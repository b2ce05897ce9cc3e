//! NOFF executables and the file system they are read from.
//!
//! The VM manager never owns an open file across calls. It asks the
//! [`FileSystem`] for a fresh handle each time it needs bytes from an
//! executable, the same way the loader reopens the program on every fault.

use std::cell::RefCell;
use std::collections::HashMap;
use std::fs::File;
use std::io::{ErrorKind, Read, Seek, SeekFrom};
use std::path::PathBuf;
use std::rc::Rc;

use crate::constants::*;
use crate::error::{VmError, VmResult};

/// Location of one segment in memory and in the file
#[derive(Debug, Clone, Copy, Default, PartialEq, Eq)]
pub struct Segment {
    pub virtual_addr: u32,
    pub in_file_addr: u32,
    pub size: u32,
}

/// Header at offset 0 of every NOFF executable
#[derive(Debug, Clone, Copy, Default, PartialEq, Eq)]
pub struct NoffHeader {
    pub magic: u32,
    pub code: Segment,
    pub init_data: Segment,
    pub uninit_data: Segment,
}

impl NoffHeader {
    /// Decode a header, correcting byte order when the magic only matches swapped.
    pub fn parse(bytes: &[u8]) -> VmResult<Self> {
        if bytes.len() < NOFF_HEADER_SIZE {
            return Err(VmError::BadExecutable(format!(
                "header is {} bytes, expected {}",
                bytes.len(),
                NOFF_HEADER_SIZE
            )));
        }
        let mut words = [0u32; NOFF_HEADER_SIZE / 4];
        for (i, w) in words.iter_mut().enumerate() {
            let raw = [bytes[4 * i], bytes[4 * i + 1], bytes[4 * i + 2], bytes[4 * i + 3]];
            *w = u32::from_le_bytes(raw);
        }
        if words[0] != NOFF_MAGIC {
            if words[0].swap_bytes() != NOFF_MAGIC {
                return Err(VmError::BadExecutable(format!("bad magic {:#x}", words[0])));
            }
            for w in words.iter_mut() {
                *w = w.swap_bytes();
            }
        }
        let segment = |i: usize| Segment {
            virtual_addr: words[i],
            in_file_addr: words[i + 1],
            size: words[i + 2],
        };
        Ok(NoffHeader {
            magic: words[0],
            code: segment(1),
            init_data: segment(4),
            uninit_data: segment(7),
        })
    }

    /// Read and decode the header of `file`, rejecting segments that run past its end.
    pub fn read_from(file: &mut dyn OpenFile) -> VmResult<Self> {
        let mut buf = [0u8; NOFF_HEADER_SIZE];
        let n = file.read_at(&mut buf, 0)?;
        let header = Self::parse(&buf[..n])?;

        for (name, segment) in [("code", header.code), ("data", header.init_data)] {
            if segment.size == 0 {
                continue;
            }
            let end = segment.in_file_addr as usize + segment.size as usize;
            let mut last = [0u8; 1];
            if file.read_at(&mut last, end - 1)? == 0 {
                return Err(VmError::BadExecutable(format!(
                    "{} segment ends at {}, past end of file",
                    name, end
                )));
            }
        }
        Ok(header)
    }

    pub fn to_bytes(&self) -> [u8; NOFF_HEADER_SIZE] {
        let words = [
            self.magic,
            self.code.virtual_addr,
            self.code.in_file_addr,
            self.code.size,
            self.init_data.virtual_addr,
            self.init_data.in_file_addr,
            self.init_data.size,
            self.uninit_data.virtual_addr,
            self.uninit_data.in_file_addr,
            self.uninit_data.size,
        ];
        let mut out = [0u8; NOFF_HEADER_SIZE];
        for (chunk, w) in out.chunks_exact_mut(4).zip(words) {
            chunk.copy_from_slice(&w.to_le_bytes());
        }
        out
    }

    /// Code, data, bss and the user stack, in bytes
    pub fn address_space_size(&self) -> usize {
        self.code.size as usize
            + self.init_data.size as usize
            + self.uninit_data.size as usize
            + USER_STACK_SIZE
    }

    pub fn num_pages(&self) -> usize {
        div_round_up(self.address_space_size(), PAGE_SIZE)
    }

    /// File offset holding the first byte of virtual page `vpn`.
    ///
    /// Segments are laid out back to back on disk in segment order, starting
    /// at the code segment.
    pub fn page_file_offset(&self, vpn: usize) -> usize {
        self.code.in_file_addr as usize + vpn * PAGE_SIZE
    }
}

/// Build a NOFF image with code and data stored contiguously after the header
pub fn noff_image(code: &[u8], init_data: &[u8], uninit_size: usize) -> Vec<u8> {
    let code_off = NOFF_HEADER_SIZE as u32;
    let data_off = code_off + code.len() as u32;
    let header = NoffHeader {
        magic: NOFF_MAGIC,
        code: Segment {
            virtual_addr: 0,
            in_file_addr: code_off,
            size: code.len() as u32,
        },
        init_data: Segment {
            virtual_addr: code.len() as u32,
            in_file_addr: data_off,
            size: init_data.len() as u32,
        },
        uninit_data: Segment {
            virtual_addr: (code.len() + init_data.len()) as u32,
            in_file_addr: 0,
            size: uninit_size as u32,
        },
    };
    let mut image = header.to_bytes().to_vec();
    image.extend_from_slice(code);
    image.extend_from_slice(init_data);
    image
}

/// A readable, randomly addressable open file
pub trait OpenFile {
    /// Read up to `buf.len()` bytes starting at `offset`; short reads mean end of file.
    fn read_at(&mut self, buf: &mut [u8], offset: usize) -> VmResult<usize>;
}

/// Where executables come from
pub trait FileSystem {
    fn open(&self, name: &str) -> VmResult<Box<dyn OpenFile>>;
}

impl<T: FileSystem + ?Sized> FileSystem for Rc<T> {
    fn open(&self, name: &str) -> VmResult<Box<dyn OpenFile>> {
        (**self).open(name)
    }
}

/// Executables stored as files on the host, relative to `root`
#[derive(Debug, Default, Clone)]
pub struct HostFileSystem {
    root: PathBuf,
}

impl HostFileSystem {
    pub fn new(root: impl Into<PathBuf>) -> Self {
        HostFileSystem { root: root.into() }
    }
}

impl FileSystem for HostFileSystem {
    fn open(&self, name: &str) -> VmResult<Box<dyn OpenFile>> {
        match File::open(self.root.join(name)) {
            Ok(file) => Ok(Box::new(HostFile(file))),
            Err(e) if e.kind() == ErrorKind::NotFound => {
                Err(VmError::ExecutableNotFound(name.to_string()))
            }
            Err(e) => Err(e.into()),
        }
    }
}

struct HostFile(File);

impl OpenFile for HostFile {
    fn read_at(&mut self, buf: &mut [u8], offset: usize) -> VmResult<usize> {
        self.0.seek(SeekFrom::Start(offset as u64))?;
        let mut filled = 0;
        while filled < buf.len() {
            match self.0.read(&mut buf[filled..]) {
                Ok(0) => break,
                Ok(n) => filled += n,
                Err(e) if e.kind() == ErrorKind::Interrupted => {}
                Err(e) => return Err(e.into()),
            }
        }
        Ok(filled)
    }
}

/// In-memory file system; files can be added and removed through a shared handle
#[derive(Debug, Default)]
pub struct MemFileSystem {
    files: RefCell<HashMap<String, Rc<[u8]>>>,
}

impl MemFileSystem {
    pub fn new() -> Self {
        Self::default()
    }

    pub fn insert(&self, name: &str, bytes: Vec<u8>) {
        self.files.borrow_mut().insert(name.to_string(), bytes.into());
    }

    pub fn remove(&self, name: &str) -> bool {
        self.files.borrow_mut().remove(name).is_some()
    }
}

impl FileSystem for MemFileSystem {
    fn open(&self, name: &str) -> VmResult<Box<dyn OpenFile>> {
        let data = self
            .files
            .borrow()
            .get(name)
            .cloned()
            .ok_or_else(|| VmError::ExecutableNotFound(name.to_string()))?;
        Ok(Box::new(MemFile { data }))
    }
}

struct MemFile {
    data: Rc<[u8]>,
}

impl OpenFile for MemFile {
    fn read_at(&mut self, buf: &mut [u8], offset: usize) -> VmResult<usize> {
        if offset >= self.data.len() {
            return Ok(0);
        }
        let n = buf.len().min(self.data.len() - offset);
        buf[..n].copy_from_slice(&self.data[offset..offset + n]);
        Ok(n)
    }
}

***

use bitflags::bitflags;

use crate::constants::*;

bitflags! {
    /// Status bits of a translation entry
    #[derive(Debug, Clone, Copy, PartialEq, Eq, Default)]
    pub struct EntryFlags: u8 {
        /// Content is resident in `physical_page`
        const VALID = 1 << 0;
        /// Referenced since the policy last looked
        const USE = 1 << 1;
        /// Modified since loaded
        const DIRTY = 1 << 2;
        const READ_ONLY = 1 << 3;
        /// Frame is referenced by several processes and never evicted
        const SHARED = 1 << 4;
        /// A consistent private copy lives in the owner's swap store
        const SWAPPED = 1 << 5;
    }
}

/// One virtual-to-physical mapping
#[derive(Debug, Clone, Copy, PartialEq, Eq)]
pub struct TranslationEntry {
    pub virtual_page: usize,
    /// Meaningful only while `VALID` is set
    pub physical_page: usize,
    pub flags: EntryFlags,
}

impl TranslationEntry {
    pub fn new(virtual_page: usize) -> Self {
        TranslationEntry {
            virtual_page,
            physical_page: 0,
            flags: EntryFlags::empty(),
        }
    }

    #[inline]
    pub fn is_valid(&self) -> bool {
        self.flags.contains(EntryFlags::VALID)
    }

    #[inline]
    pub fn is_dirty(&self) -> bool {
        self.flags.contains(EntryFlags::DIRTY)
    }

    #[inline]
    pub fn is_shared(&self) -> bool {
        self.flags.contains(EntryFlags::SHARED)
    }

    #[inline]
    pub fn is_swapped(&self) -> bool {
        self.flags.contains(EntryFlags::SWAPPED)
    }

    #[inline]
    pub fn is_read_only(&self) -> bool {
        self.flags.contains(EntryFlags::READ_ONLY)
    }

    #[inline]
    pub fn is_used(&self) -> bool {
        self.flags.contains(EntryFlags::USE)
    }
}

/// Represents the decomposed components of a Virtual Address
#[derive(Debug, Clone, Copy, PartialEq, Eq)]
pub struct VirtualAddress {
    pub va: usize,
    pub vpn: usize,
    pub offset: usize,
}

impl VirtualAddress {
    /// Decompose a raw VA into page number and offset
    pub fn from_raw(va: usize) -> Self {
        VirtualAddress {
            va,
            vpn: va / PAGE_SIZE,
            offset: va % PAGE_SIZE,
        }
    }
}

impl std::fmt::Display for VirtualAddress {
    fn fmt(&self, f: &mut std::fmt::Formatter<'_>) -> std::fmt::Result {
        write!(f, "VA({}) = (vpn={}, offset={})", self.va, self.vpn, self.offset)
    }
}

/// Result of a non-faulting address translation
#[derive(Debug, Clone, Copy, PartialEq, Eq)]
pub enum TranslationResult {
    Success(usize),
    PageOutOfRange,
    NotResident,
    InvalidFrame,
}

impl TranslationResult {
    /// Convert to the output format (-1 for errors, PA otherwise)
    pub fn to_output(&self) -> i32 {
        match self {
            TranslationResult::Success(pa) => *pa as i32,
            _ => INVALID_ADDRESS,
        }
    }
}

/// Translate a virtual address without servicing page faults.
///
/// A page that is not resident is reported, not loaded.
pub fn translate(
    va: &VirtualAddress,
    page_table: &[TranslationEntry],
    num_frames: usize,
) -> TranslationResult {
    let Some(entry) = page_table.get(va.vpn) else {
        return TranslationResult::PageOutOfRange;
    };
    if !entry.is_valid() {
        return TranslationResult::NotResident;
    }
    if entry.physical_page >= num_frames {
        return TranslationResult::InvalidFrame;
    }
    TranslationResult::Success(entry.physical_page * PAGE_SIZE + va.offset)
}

***

_Task instructions_: Working through the records, find each line containing the word "InvalidFrame" and copy it.

_Response box_:
    InvalidFrame,
        return TranslationResult::InvalidFrame;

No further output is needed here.